→ **MATERIAL FOR THIS TASK**:
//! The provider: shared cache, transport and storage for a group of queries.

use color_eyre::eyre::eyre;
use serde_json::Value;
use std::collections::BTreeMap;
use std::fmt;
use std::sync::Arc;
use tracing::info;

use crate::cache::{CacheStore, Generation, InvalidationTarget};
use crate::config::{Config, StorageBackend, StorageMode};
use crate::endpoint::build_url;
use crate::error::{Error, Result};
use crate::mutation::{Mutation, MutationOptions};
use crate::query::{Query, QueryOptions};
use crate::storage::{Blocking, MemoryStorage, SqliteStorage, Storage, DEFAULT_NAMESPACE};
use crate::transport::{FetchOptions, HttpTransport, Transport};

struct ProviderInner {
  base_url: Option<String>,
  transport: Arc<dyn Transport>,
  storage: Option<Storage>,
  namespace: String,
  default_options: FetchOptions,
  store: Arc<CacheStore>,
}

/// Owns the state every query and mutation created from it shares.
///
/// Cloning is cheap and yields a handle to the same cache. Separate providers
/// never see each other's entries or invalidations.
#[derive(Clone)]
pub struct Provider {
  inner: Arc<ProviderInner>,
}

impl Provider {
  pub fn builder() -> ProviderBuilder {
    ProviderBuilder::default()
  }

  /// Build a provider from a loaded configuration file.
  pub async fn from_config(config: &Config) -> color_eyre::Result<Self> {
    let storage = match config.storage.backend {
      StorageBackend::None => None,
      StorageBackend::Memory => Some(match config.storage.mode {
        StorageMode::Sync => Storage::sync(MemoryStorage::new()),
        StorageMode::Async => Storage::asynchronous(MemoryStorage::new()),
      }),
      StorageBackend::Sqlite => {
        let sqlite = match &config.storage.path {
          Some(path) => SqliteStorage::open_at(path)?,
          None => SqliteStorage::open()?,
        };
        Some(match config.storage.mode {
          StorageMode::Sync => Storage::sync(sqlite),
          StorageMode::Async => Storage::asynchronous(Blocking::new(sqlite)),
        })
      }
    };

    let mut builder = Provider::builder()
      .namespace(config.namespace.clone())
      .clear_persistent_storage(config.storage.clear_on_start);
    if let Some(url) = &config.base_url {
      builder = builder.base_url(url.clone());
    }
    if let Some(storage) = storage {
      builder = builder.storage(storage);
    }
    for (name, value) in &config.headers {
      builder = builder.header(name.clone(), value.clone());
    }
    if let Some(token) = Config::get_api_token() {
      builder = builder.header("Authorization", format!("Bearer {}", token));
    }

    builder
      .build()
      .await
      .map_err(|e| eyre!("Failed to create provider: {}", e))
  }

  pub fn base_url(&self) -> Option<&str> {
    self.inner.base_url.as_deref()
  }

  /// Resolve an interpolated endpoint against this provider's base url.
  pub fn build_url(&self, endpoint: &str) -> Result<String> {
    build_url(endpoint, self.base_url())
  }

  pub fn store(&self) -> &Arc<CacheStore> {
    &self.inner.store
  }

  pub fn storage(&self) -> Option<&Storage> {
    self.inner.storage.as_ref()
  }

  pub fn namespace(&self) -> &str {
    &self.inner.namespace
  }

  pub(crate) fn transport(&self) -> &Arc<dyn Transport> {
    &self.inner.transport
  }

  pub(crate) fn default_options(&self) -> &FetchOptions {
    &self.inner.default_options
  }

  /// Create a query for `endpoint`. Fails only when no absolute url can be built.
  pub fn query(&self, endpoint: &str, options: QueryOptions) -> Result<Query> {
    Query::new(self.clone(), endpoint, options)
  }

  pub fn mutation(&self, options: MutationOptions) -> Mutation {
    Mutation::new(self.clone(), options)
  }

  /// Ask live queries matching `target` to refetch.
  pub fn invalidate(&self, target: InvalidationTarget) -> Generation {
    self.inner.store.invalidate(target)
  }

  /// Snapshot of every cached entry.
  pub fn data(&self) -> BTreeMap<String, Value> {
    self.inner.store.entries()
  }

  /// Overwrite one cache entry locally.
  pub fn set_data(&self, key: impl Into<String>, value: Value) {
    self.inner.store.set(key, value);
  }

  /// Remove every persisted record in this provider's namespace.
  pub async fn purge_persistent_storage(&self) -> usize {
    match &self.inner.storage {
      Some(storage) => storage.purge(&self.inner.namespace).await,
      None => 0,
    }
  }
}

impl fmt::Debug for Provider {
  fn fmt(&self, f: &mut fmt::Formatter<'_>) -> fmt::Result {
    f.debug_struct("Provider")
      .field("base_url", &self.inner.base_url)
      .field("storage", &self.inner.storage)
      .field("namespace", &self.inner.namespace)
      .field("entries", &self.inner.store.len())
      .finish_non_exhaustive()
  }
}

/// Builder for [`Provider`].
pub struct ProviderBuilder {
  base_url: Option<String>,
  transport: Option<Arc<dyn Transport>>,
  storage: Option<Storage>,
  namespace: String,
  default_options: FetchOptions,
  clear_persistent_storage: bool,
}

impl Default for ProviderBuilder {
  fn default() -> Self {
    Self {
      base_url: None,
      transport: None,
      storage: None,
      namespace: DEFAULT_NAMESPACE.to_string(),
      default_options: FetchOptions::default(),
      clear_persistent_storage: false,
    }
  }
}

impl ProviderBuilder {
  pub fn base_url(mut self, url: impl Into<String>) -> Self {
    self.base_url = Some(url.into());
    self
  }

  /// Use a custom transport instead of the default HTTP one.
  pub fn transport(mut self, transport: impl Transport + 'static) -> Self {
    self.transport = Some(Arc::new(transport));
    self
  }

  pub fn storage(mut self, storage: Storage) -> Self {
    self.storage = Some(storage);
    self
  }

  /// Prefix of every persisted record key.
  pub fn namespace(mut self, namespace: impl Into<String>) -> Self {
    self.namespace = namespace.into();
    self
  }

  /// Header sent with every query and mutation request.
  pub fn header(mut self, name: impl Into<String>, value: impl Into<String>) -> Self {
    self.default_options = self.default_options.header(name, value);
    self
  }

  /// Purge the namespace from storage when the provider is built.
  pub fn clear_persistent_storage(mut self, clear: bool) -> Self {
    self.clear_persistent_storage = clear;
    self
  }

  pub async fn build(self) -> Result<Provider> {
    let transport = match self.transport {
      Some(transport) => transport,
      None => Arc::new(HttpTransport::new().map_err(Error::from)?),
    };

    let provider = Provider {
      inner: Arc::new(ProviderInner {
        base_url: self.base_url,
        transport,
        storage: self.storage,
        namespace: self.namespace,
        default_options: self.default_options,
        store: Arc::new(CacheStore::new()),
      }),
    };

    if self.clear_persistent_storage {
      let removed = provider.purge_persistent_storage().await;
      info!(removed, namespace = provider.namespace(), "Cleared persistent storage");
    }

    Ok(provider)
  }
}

--

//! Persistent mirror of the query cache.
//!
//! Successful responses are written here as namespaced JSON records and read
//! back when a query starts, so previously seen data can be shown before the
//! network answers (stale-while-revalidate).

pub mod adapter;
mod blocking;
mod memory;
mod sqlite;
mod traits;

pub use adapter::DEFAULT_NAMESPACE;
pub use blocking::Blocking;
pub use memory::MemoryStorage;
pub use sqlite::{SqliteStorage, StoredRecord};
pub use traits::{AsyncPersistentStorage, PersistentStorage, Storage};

...

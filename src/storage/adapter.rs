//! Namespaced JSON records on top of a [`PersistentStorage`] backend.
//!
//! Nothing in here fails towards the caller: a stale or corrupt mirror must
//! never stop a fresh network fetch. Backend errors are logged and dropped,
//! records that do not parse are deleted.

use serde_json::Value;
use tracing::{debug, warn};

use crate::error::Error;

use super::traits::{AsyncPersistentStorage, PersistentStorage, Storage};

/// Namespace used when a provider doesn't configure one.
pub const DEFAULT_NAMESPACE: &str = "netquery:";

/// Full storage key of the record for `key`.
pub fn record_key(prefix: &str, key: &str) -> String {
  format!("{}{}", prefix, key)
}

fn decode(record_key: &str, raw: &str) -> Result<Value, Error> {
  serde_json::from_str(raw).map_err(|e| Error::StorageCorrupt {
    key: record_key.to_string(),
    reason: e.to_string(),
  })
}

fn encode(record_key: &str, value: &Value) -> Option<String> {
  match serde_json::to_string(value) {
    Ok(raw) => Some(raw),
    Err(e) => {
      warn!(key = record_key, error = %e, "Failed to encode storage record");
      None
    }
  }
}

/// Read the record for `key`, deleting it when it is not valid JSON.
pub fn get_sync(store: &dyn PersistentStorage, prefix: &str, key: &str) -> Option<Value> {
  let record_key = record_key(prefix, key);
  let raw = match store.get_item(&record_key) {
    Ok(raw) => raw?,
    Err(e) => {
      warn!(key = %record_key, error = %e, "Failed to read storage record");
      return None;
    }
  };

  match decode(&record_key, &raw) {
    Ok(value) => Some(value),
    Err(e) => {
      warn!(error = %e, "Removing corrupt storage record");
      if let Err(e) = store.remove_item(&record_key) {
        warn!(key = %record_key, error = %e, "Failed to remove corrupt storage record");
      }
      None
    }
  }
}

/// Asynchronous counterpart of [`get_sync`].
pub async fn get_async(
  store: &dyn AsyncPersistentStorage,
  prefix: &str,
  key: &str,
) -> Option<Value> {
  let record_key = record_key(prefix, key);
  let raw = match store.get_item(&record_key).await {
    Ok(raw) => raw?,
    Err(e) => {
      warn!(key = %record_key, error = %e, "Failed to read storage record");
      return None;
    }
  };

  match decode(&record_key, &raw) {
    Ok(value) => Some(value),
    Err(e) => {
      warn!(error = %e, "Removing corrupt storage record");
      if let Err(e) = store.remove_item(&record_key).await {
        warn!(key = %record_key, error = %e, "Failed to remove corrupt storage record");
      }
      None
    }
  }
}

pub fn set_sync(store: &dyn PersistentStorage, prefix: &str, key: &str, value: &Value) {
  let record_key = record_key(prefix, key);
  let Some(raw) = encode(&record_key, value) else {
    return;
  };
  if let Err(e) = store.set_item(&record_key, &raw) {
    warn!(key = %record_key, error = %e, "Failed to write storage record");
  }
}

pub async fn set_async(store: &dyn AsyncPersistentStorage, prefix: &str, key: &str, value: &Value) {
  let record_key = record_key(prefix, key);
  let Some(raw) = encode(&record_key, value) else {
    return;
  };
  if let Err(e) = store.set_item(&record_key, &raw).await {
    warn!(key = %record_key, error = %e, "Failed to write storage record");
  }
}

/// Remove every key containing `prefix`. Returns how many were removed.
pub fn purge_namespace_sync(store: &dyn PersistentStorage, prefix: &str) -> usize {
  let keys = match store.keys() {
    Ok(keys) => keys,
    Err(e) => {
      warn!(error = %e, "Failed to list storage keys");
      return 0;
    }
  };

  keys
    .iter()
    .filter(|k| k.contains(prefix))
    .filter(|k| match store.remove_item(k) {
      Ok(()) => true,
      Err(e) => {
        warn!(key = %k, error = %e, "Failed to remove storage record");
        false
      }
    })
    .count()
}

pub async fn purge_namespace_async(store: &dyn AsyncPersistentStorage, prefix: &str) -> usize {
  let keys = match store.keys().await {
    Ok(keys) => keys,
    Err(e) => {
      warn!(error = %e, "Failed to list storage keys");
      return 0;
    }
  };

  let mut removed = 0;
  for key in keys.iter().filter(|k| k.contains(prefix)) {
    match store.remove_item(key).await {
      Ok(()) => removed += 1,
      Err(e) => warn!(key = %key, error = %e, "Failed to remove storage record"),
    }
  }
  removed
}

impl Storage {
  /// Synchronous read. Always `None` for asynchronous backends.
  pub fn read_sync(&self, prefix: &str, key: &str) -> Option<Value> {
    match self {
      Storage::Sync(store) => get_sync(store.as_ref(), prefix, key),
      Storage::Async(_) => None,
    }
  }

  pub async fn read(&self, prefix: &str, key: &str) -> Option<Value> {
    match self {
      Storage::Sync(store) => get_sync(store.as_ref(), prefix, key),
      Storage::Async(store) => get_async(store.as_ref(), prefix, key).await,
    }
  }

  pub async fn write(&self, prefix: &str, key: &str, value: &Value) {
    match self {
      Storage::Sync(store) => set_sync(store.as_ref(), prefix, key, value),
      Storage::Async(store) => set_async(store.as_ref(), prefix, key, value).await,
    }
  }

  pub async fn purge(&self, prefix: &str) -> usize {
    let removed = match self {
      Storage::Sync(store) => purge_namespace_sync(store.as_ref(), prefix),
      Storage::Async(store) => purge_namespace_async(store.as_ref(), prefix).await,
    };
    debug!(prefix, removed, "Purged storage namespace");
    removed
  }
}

→ **TRY IT**:
Here the output must be the lines above from the line with "group of queries." to the line with "cache. Separate providers", both included, duplicated word for word and nothing else.

→ **RESPONSE TO THIS TASK**:
//! The provider: shared cache, transport and storage for a group of queries.

use color_eyre::eyre::eyre;
use serde_json::Value;
use std::collections::BTreeMap;
use std::fmt;
use std::sync::Arc;
use tracing::info;

use crate::cache::{CacheStore, Generation, InvalidationTarget};
use crate::config::{Config, StorageBackend, StorageMode};
use crate::endpoint::build_url;
use crate::error::{Error, Result};
use crate::mutation::{Mutation, MutationOptions};
use crate::query::{Query, QueryOptions};
use crate::storage::{Blocking, MemoryStorage, SqliteStorage, Storage, DEFAULT_NAMESPACE};
use crate::transport::{FetchOptions, HttpTransport, Transport};

struct ProviderInner {
  base_url: Option<String>,
  transport: Arc<dyn Transport>,
  storage: Option<Storage>,
  namespace: String,
  default_options: FetchOptions,
  store: Arc<CacheStore>,
}

/// Owns the state every query and mutation created from it shares.
///
/// Cloning is cheap and yields a handle to the same cache. Separate providers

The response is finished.